Whole brain connectivity of the motor network

Finally, we investigated the impact of head motion on large-scale networks, specifically the motor network. To define the motor network for the group, we warped all fMRI scans onto a spatiotemporal fetal brain atlas49. To minimize the error during the alignment procedure, individual scans were warped to a brain atlas in two steps: (1) warp to an age-matched CRL template, (2) and re-warped to 32 weeks CRL brain template.
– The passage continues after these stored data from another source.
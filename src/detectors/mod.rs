//! Anti-pattern detectors
//!
//! Three independent phases, one detector each:
//!
//! - **structure**: the context file itself (monolith, role mixing, tool
//!   forcing, directory/lint dumps, philosophy essays, index content leak)
//! - **docs**: linked documents and the `docs/` tree (headerless, fat)
//! - **links**: broken relative links and orphaned docs
//!
//! A call runs exactly one phase. A project without a readable context
//! file yields an empty result for every phase.

mod base;
mod docs;
mod links;
mod structure;

pub use base::Detector;
pub use docs::DocsDetector;
pub use links::LinksDetector;
pub use structure::StructureDetector;

use crate::config::Thresholds;
use crate::error::Result;
use crate::models::{DetectionResult, Phase};
use crate::project::{AnalysisOptions, ProjectContext};
use std::path::Path;
use tracing::{debug, info};

/// The detector implementing `phase`, applying `thresholds`
pub fn detector_for(phase: Phase, thresholds: Thresholds) -> Box<dyn Detector> {
    match phase {
        Phase::Structure => Box::new(StructureDetector::with_thresholds(thresholds)),
        Phase::Docs => Box::new(DocsDetector::with_thresholds(thresholds)),
        Phase::Links => Box::new(LinksDetector::with_thresholds(thresholds)),
    }
}

/// Run one detector phase against the project at `root`.
pub fn detect_antipatterns(
    root: &Path,
    phase: Phase,
    options: &AnalysisOptions,
) -> Result<DetectionResult> {
    let Some(ctx) = ProjectContext::load(root, options) else {
        debug!("No context file under {}, nothing to detect", root.display());
        return Ok(DetectionResult::empty(phase.as_str()));
    };

    let detector = detector_for(phase, ctx.thresholds);
    debug!("Running {}: {}", detector.name(), detector.description());
    let findings = detector.detect(&ctx)?;
    info!("{}: {} findings", detector.name(), findings.len());

    Ok(DetectionResult {
        phase: phase.as_str().to_string(),
        findings,
    })
}

/// Like [`detect_antipatterns`], with the phase given by name.
///
/// An unrecognized name yields an empty result carrying that name.
/// Rejecting bad names is the caller's job.
pub fn detect_phase(root: &Path, phase: &str, options: &AnalysisOptions) -> Result<DetectionResult> {
    match phase.parse::<Phase>() {
        Ok(phase) => detect_antipatterns(root, phase, options),
        Err(e) => {
            debug!("{}", e);
            Ok(DetectionResult::empty(phase))
        }
    }
}

#[cfg(test)]
mod tests {
    use super::*;
    use std::fs;

    #[test]
    fn test_missing_context_file_every_phase_empty() {
        let dir = tempfile::tempdir().unwrap();
        for phase in Phase::ALL {
            let result = detect_antipatterns(dir.path(), phase, &AnalysisOptions::default()).unwrap();
            assert_eq!(result, DetectionResult::empty(phase.as_str()));
        }
    }

    #[test]
    fn test_unknown_phase_is_empty() {
        let dir = tempfile::tempdir().unwrap();
        fs::write(dir.path().join("CLAUDE.md"), "Always use make\n").unwrap();
        let result = detect_phase(dir.path(), "bogus", &AnalysisOptions::default()).unwrap();
        assert_eq!(result.phase, "bogus");
        assert!(result.findings.is_empty());
    }

    #[test]
    fn test_detector_for_matches_phase() {
        for phase in Phase::ALL {
            let detector = detector_for(phase, Thresholds::default());
            assert_eq!(detector.phase(), phase);
            assert!(!detector.description().is_empty());
        }
    }

    #[test]
    fn test_thresholds_reach_the_detector() {
        let dir = tempfile::tempdir().unwrap();
        let tree = "# P\n```\nsrc/\n├── main.rs\n└── lib.rs\n```\n";
        fs::write(dir.path().join("CLAUDE.md"), tree).unwrap();

        let defaults = detect_antipatterns(dir.path(), Phase::Structure, &AnalysisOptions::default()).unwrap();
        assert!(defaults.findings.is_empty());

        let strict = Thresholds {
            directory_dump_lines: 2,
            ..Thresholds::default()
        };
        let options = AnalysisOptions::default().with_thresholds(strict);
        let result = detect_antipatterns(dir.path(), Phase::Structure, &options).unwrap();
        assert_eq!(result.findings.len(), 1);
        assert_eq!(result.findings[0].kind, crate::models::FindingKind::DirectoryDump);
        assert_eq!(result.findings[0].line, 4);
    }
}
For each scan, using the right precentral region (Fig. 6A) as the seed region of seed-based correlational analysis, we estimated a connectivity strength map reflecting the correlation between fMRI activity at the seed region and fMRI fluctuations over the whole brain. Individual Pearson correlation maps were transformed into Fisher’s z-score maps and averaged.

Next, we examined the effect of head motion on whole brain connectivity of the motor network by contrasting statistical parametric maps of low- versus high-motion groups. Each subgroup comprised 10% of the scans (~ 12 out of 120 data sets). The top 10% with the lowest mean FD were categorized as the low-motion group and vice versa for the higher-motion group. As mean FD was measured after censoring, groups with low/high motion were defined for each censoring condition.

The significance of within-group connectivity patterns was tested using a one-sample t-test with clustering-extent-based threshold (min cluster # = 40 with uncorrected p < 0.01). The group-wise difference in connectivity patterns was tested using a two-sample t-test with the same cluster-based statistical threshold. The size of the group-level effect of head motion was evaluated by counting the number of significantly different voxels between high- vs. low-motion groups and individual clusters.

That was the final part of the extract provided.